Input: xpad - validate USB endpoint type during probe

[ Upstream commit 122d6a347329818419b032c5a1776e6b3866d9b9 ]

We should only see devices with interrupt endpoints. Ignore any other
endpoints that we find, so we don't send try to send them interrupt URBs
and trigger a WARN down in the USB stack.

Reported-by: Andrey Konovalov <andreyknvl@google.com>
Tested-by: Andrey Konovalov <andreyknvl@google.com>
Cc: <stable@vger.kernel.org> # c01b5e7464f0 Input: xpad - don't depend on endpoint order
Signed-off-by: Cameron Gutman <aicommander@gmail.com>
Signed-off-by: Dmitry Torokhov <dmitry.torokhov@gmail.com>
Signed-off-by: Sasha Levin <sashal@kernel.org>

Input: xpad - fix PowerA init quirk for some gamepad models

[ Upstream commit f5308d1b83eba20e69df5e0926ba7257c8dd9074 ]

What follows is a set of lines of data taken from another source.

fn conversion_error(idx: usize, msg: String) -> rusqlite::Error {
    rusqlite::Error::FromSqlConversionFailure(idx, rusqlite::types::Type::Text, msg.into())
}

fn version_from_row(row: &Row<'_>) -> rusqlite::Result<CredentialVersion> {
    let type_text: String = row.get(4)?;
    let credential_type: CredentialType = type_text.parse().map_err(|e| conversion_error(4, e))?;

    let parameters = match row.get::<_, Option<String>>(10)? {
        Some(_) => Some(encrypted_value_cols(row, 10)?),
        None => None,
    };
    let metadata = match row.get::<_, Option<String>>(15)? {
        Some(text) => Some(serde_json::from_str(&text).map_err(|e| conversion_error(15, e.to_string()))?),
        None => None,
    };

    let details = match credential_type {
        CredentialType::Certificate => VersionDetails::Certificate(CertificateDetails {
            certificate: row.get(16)?,
            ca: row.get(17)?,
            ca_name: row.get(18)?,
            transitional: row.get(19)?,
            certificate_authority: row.get(20)?,
            self_signed: row.get(21)?,
        }),
        CredentialType::Ssh | CredentialType::Rsa => VersionDetails::PublicKey {
            public_key: row.get(22)?,
        },
        CredentialType::User => VersionDetails::User {
            username: row.get(23)?,
            salt: row.get(24)?,
        },
        CredentialType::Password | CredentialType::Json | CredentialType::Value => {
            VersionDetails::Plain
        }
    };

    Ok(CredentialVersion {
        uuid: uuid_col(row, 0)?,
        credential_uuid: uuid_col(row, 1)?,
        name: row.get(2)?,
        seq: row.get(3)?,
        credential_type,
        created_at: time_col(row, 5)?,
        encrypted_value: encrypted_value_cols(row, 6)?,
        parameters,
        expiry_date: opt_time_col(row, 14)?,
        metadata,
        details,
    })
}

fn query_versions(
    conn: &Connection,
    filter: &str,
    params: impl rusqlite::Params,
) -> rusqlite::Result<Vec<CredentialVersion>> {
    let mut stmt = conn.prepare(&format!("{SELECT_VERSION} {filter}"))?;
    let versions = stmt
        .query_map(params, version_from_row)?
        .collect::<rusqlite::Result<Vec<_>>>()?;
    Ok(versions)
}

fn find_credential_uuid(conn: &Connection, checksum: &str) -> rusqlite::Result<Option<Uuid>> {
    conn.query_row(
        "SELECT uuid FROM credential WHERE checksum = ?1",
        [checksum],
        |row| uuid_col(row, 0),
    )
    .optional()
}

/// The append-only ledger of credentials and versions.
pub struct CredentialVersionStore {
    store: Arc<Store>,
    encryptor: Arc<Encryptor>,
}
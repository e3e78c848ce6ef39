//! Public error type for the credential store.

use thiserror::Error;
use vaultcrypt::CryptError;

/// Every public operation returns this.
///
/// Absence and failed authorization are both `NotFound`, so a caller cannot
/// learn that a credential exists without being allowed to read it.
#[derive(Debug, Error)]
pub enum VaultError {
    #[error("the request could not be completed because the credential does not exist or you do not have sufficient authorization")]
    NotFound,

    #[error("validation failed: {0}")]
    Validation(#[from] ValidationError),

    #[error("encryption key unavailable: {0}")]
    KeyUnavailable(String),

    #[error("encryption key {0} is no longer configured")]
    KeyNotFound(uuid::Uuid),

    #[error("stored value failed to decrypt")]
    DecryptionFailed,

    #[error("permission conflict: {0}")]
    PermissionConflict(#[from] PermissionConflict),

    #[error("state conflict: {0}")]
    StateConflict(#[from] StateConflict),

    #[error("storage failure: {0}")]
    Storage(String),

    #[error("configuration error: {0}")]
    Config(String),

    #[error("certificate capability failed: {0}")]
    Capability(String),
}

/// Malformed or inconsistent input.
#[derive(Debug, Clone, PartialEq, Eq, Error)]
pub enum ValidationError {
    #[error("credential name '{0}' is invalid")]
    InvalidName(String),

    #[error("value of {0} bytes is too large to store")]
    ValueTooLarge(usize),

    #[error("the provided certificate is not a valid X.509 certificate")]
    MalformedCertificate,

    #[error("the provided certificate does not match the private key")]
    MismatchedKeyAndCertificate,

    #[error("the provided certificate was not signed by the CA")]
    CertificateNotSignedByCa,

    #[error("CA '{0}' could not be found")]
    CaNotFound(String),

    #[error("credential '{0}' is not a certificate authority")]
    InvalidCa(String),

    #[error("CA '{0}' has a malformed certificate")]
    MalformedCaCertificate(String),

    #[error("CA '{0}' has no private key and cannot sign")]
    CaMissingPrivateKey(String),

    #[error("only one of '{0}' and '{1}' may be provided")]
    MutuallyExclusive(&'static str, &'static str),

    #[error("missing required field '{0}'")]
    MissingField(&'static str),

    #[error("one of {0:?} must be provided")]
    RequireAnyOf(&'static [&'static str]),

    #[error("key length {0} is not supported")]
    InvalidKeyLength(u32),

    #[error("certificate duration of {0} days is out of range")]
    InvalidDuration(u32),

    #[error("password parameters: {0}")]
    InvalidPasswordParameters(&'static str),

    #[error("the credential type cannot be changed; delete the credential to recreate it with a different type")]
    CredentialTypeMismatch,

    #[error("the version does not belong to the credential")]
    MismatchedCredentialAndVersion,

    #[error("actor identity '{0}' is invalid")]
    InvalidActor(String),

    #[error("the number of versions requested must be at least 1")]
    InvalidVersionCount,
}

impl ValidationError {
    /// Stable machine-readable code.
    pub fn code(&self) -> &'static str {
        match self {
            ValidationError::InvalidName(_) => "error.invalid_name",
            ValidationError::ValueTooLarge(_) => "error.exceeds_maximum_size",
            ValidationError::MalformedCertificate => "error.invalid_certificate_value",
            ValidationError::MismatchedKeyAndCertificate => "error.mismatched_key_and_certificate",
            ValidationError::CertificateNotSignedByCa => "error.certificate_was_not_signed_by_ca",
            ValidationError::CaNotFound(_) => "error.ca_not_found",
            ValidationError::InvalidCa(_) => "error.invalid_ca",
            ValidationError::MalformedCaCertificate(_) => "error.invalid_ca_certificate",
            ValidationError::CaMissingPrivateKey(_) => "error.ca_missing_private_key",
            ValidationError::MutuallyExclusive(..) => "error.mutually_exclusive_fields",
            ValidationError::MissingField(_) => "error.missing_field",
            ValidationError::RequireAnyOf(_) => "error.missing_one_of",
            ValidationError::InvalidKeyLength(_) => "error.invalid_key_length",
            ValidationError::InvalidDuration(_) => "error.invalid_duration",
            ValidationError::InvalidPasswordParameters(_) => "error.invalid_password_parameters",
            ValidationError::CredentialTypeMismatch => "error.type_mismatch",
            ValidationError::MismatchedCredentialAndVersion => {
                "error.mismatched_credential_and_version"
            }
            ValidationError::InvalidActor(_) => "error.invalid_actor",
            ValidationError::InvalidVersionCount => "error.invalid_version_count",
        }
    }
}

/// Rejected permission changes.
#[derive(Debug, Clone, PartialEq, Eq, Error)]
pub enum PermissionConflict {
    #[error("modification of access control for the authenticated user is not allowed")]
    SelfModification,

    #[error("'{0}' is not a valid permission operation")]
    InvalidOperation(String),

    #[error("at least one operation must be granted")]
    NoOperations,
}

/// The operation is not valid for the credential in its current state.
#[derive(Debug, Clone, PartialEq, Eq, Error)]
pub enum StateConflict {
    #[error("the certificate cannot be regenerated because it is neither self-signed nor signed by a stored CA")]
    CannotRegenerateNonGeneratedCertificate,

    #[error("the credential was not generated and cannot be regenerated")]
    CannotRegenerateNonGenerated,

    #[error("transitional versions are only supported for certificates")]
    NotACertificate,

    #[error("the last version of a credential cannot be deleted on its own")]
    CannotDeleteLastVersion,
}

impl StateConflict {
    pub fn code(&self) -> &'static str {
        match self {
            StateConflict::CannotRegenerateNonGeneratedCertificate => {
                "error.cannot_regenerate_non_generated_certificate"
            }
            StateConflict::CannotRegenerateNonGenerated => "error.cannot_regenerate_non_generated_credential",
            StateConflict::NotACertificate => "error.not_a_certificate",
            StateConflict::CannotDeleteLastVersion => "error.cannot_delete_last_version",
        }
    }
}

impl From<rusqlite::Error> for VaultError {
    fn from(err: rusqlite::Error) -> Self {
        log::error!("sqlite error: {err}");
        VaultError::Storage(err.to_string())
    }
}

impl From<serde_json::Error> for VaultError {
    fn from(err: serde_json::Error) -> Self {
        VaultError::Storage(format!("stored payload is not valid: {err}"))
    }
}

impl From<CryptError> for VaultError {
    fn from(err: CryptError) -> Self {
        match err {
            CryptError::KeyUnavailable(msg) => VaultError::KeyUnavailable(msg),
            CryptError::KeyNotFound(uuid) => VaultError::KeyNotFound(uuid),
            CryptError::DecryptionFailed => VaultError::DecryptionFailed,
            CryptError::PlaintextTooLarge(len) => ValidationError::ValueTooLarge(len).into(),
            CryptError::Config(msg) => VaultError::Config(msg),
            CryptError::CanaryStore(e) => VaultError::Storage(e.to_string()),
        }
    }
}

pub type Result<T> = std::result::Result<T, VaultError>;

The PowerA gamepad initialization quirk worked with the PowerA
wired gamepad I had around (0x24c6:0x543a), but a user reported [0]
that it didn't work for him, even though our gamepads shared the
same vendor and product IDs.

When I initially implemented the PowerA quirk, I wanted to avoid
actually triggering the rumble action during init. My tests showed
that my gamepad would work correctly even if it received a rumble
of 0 intensity, so that's what I went with.

Unfortunately, this apparently isn't true for all models (perhaps
a firmware difference?). This non-working gamepad seems to require
the real magic rumble packet that the Microsoft driver sends, which
actually vibrates the gamepad. To counteract this effect, I still
send the old zero-rumble PowerA quirk packet which cancels the
rumble effect before the motors can spin up enough to vibrate.

[0]: https://github.com/paroj/xpad/issues/48#issuecomment-313904867

Reported-by: Kyle Beauchamp <kyleabeauchamp@gmail.com>
Tested-by: Kyle Beauchamp <kyleabeauchamp@gmail.com>
Fixes: 81093c9848a7 ("Input: xpad - support some quirky Xbox One pads")
Cc: stable@vger.kernel.org # v4.12
Signed-off-by: Cameron Gutman <aicommander@gmail.com>
Signed-off-by: Dmitry Torokhov <dmitry.torokhov@gmail.com>
Signed-off-by: Sasha Levin <sashal@kernel.org>

Input: xpad - constify usb_device_id

[ Upstream commit 94aef061c796d3d47f1a2eed41e651ffaaade402 ]

usb_device_id are not supposed to change at runtime. All functions
working with usb_device_id provided by <linux/usb.h> work with
const usb_device_id. So mark the non-const structs as const.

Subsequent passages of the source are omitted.